Una vida, como tantas otras, que muestra la fe de una Europa desconocida, llena de vigor y creatividad, que contrasta con la decadencia y el cansancio vital de tantos otros lugares de Occidente
Monseñor Sigitas Tamkevicius, hoy obispo de Kaunas vio probada su fe cuando las autoridades soviéticas le encerraron para interrogarle. Sin embargo, “nunca he rezado tan intensamente como en aquellos momentos. Jesús no me dejó solo”, sobre todo al celebrar la Misa en su celda, a escondidas.
José Miguel Cejas recoge su testimonio, en El baile tras la tormenta, con relatos de disidentes de la URSS.
“Nos han descubierto”, pensé aquel día de 1983. Al subir a la furgoneta de la KGB, me invadió un sudor frío. Los sótanos de la cárcel, con sus pasillos estrechos, de techos altos, mal iluminados por unas bombillas macilentas, con manchas de humedad y desconchones, no invitaban a la serenidad.
− ¿Nombre?
− Sigitas Tamkevicius.
− ¿Profesión?
− Sacerdote. Jesuita.
− ¡Hombre! Aquí tenemos a Sigitas, del Comité para la Defensa de los Creyentes, que hace propaganda antisoviética contra el Estado.
Yo sabía que no era mi participación en el Comité lo que les interesaba. Querían saber quiénes eran los redactores de La Crónica de la Iglesia católica en Lituania, y cómo llegaba al extranjero. La idea de La Crónica se nos ocurrió a cinco sacerdotes en los años 70. Decidimos escribir unos textos que confortasen a los católicos lituanos y dieran a conocer nuestra situación a Occidente: no podíamos dar catequesis, ni charlas, ni evangelizar de ninguna manera; en las pocas Misas permitidas había espías del Gobierno que tomaban notas de las homilías y controlaban a las personas que no fueran las ancianas habituales; no se podían construir ni reparar iglesias. De todo ello informábamos, con el permiso de nuestro obispo Vicentas Sladkevicius, en La Crónica.
Ocho agentes comenzaron a interrogarme día sí y día no. No podía imaginar que ese interrogatorio se iba a prolongar durante ¡seis meses! Horas y horas de preguntas, en una constante sucesión de interrogadores buenos y malos. Dios me dio fuerzas para no delatar a nadie durante aquel tiempo terrible, ni en los momentos de mayor debilidad.
“No entiendo cómo pudiste aguantar”, me dicen a veces, pensando que pude superar aquello gracias a mis fuerzas. No fue así.

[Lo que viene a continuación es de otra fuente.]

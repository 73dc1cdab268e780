//! Vertex welding.
//!
//! Mesh files frequently store seam vertices several times (once per face
//! that touches them), which makes adjacency computation see a cut surface
//! instead of a closed one. Welding merges geometrically-coincident vertices
//! within a tolerance and remaps the index list, so the topology builder
//! downstream observes a manifold-like structure.
//!
//! Welding runs once on the base mesh, before the first subdivision. Deeper
//! levels are seam-free by construction and are never welded.

use crate::error::Result;
use crate::mesh::TriangleMesh;

/// Options for vertex welding.
#[derive(Debug, Clone)]
pub struct WeldOptions {
    /// Two vertices closer than this (Euclidean distance) are merged.
    ///
    /// There is no adaptive scaling to the mesh bounding box; tune this when
    /// legitimately-distinct vertices sit closer together than the default.
    pub epsilon: f32,
}

impl Default for WeldOptions {
    fn default() -> Self {
        Self { epsilon: 1e-5 }
    }
}

impl WeldOptions {
    /// Set the merge tolerance.
    pub fn with_epsilon(mut self, epsilon: f32) -> Self {
        self.epsilon = epsilon;
        self
    }
}

/// Merge geometrically-coincident vertices and remap the index list.
///
/// Each input vertex is scanned against the previously-accepted unique
/// vertices in order; the first unique vertex within `epsilon` wins,
/// otherwise the vertex is appended as a new unique entry. This is O(n²),
/// which is acceptable for the small base meshes this runs on.
///
/// The output index list has the same length as the input's; only the
/// values change. Normals follow their vertex: a merged vertex keeps the
/// normal of the unique vertex it merged into.
///
/// # Example
/// ```
/// use crease::mesh::{weld_vertices, TriangleMesh, WeldOptions};
/// use nalgebra::Point3;
///
/// // Two triangles sharing an edge, stored with duplicated seam vertices.
/// let positions = vec![
///     Point3::new(0.0, 0.0, 0.0),
///     Point3::new(1.0, 0.0, 0.0),
///     Point3::new(0.5, 1.0, 0.0),
///     Point3::new(1.0, 0.0, 0.0), // duplicate of vertex 1
///     Point3::new(0.5, 1.0, 0.0), // duplicate of vertex 2
///     Point3::new(1.5, 1.0, 0.0),
/// ];
/// let mesh = TriangleMesh::new(positions, vec![[0, 1, 2], [3, 5, 4]]).unwrap();
///
/// let welded = weld_vertices(&mesh, &WeldOptions::default()).unwrap();
/// assert_eq!(welded.vertex_count(), 4);
/// assert_eq!(welded.triangle_count(), 2);
/// ```
pub fn weld_vertices(mesh: &TriangleMesh, options: &WeldOptions) -> Result<TriangleMesh> {
    let eps = options.epsilon;

    let mut unique = Vec::with_capacity(mesh.positions.len());
    let mut unique_normals = mesh.normals.as_ref().map(|_| Vec::new());
    let mut remap = vec![0u32; mesh.positions.len()];

    for (i, p) in mesh.positions.iter().enumerate() {
        let hit = unique
            .iter()
            .position(|q: &nalgebra::Point3<f32>| (p - q).norm() <= eps);

        remap[i] = match hit {
            Some(j) => j as u32,
            None => {
                unique.push(*p);
                if let (Some(out), Some(normals)) = (&mut unique_normals, &mesh.normals) {
                    out.push(normals[i]);
                }
                (unique.len() - 1) as u32
            }
        };
    }

    let indices = mesh
        .indices
        .iter()
        .map(|&[a, b, c]| [remap[a as usize], remap[b as usize], remap[c as usize]])
        .collect();

    let welded = TriangleMesh::new(unique, indices)?;
    Ok(match unique_normals {
        Some(normals) => welded.with_normals(normals),
        None => welded,
    })
}
//! Catmull-Clark subdivision with semi-sharp creases.
//!
//! Catmull-Clark subdivision (Catmull & Clark, 1978) is an approximating
//! scheme for quad meshes. Each step:
//!
//! 1. Creates a face point at each face centroid
//! 2. Creates edge points from edge midpoints and adjacent face points
//! 3. Repositions original vertices by a weighted average of their
//!    neighborhood
//! 4. Connects everything into four new quads per input quad
//!
//! The limit is a C² continuous surface (C¹ at extraordinary vertices).
//!
//! Edges can carry an integer sharpness tag (DeRose, Kass & Truong, 1998):
//! a tagged edge is treated as a hard crease for that many subdivision
//! steps, decaying by one per step, which yields fillet-like semi-sharp
//! features without extra control vertices. Vertices with three or more
//! sharp edges are pinned as corners.
//!
//! State flows through [`SubdivisionLevel`] snapshots; [`subdivide`]
//! consumes one by reference and returns the next, rebuilding all
//! adjacency tables for the new quad list.
//!
//! # Example
//!
//! ```
//! use crease::algo::subdivide::{subdivide_levels, SubdivideOptions, SubdivisionLevel};
//! use crease::mesh::{cube, WeldOptions};
//!
//! let level = SubdivisionLevel::from_triangles(&cube(), &WeldOptions::default()).unwrap();
//! let refined = subdivide_levels(level, &SubdivideOptions::new(2)).unwrap();
//! assert_eq!(refined.face_count(), 36 * 16);
//! ```
//!
//! # References
//!
//! - Catmull, E. & Clark, J. (1978). "Recursively generated B-spline
//!   surfaces on arbitrary topological meshes." Computer-Aided Design,
//!   10(6), 350-355.
//! - DeRose, T., Kass, M. & Truong, T. (1998). "Subdivision surfaces in
//!   character animation." SIGGRAPH '98.

mod catmull_clark;
mod level;

pub use catmull_clark::{subdivide, subdivide_levels};
pub use level::SubdivisionLevel;

/// Options for subdivision.
#[derive(Debug, Clone)]
pub struct SubdivideOptions {
    /// Number of subdivision steps applied by [`subdivide_levels`].
    /// A single [`subdivide`] call always applies exactly one.
    pub levels: usize,

    /// Whether to compute the per-step passes with rayon (default: true).
    pub parallel: bool,
}

impl Default for SubdivideOptions {
    fn default() -> Self {
        Self {
            levels: 1,
            parallel: true,
        }
    }
}

impl SubdivideOptions {
    /// Create options with the specified number of levels.
    pub fn new(levels: usize) -> Self {
        Self {
            levels,
            parallel: true,
        }
    }

    /// Set whether to use parallel execution.
    pub fn with_parallel(mut self, parallel: bool) -> Self {
        self.parallel = parallel;
        self
    }

    /// Create options for single-threaded execution.
    pub fn sequential(mut self) -> Self {
        self.parallel = false;
        self
    }
}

En la cárcel, pude comprar varios panecillos y comprobé que estaban hechos de trigo. Sólo me faltaba el vino; en una carta pedía a mi familia pasas secas. A partir de entonces, sólo tenía que encontrar un buen momento, sabiendo que mi compañero de celda, como solían hacer, era un criminal común al que prometían reducir su pena si proporcionaba alguna información comprometedora sobre mí.
Me colocaba de espaldas a la puerta, con la funda de gafas sobre la mesa; una funda de plástico amarillo, donde había dispuesto un pedazo de pan y un pequeño recipiente con algunas pasas. Esperaba a que el otro se quedase dormido. Entonces, lentamente, empezaba a exprimir las pasas entre mis dedos, hasta obtener unas gotas de vino que, en casos excepcionales, resultaba válido para celebrar la Eucaristía. Gracias a Dios, tengo buena memoria y recordaba las oraciones de la Misa. Tras la consagración, al consumir el Cuerpo y la Sangre de Cristo, un gozo indescriptible se apoderaba de mí. Experimentaba una alegría mayor que la primera vez que celebré Misa en la catedral de Kaunas. Dios me confortaba y me consolaba. Le sentía allí, a mi lado, de modo inefable.
Celebrar Misa en aquellas circunstancias me daba una fortaleza especial; sin ella, no habría podido resistir. En ocasiones, tenía que celebrar tumbado en la cama, a altas horas de la noche, con las Sagradas Especies sobre mi pecho, convertido en altar.
Nunca he rezado tan intensamente como en esos momentos. Fue un don de Dios. No le pedía que me liberara; confiaba en Él. Los brazos de Jesús me sostenían; no me dejó nunca solo. Fue siempre mi Esperanza.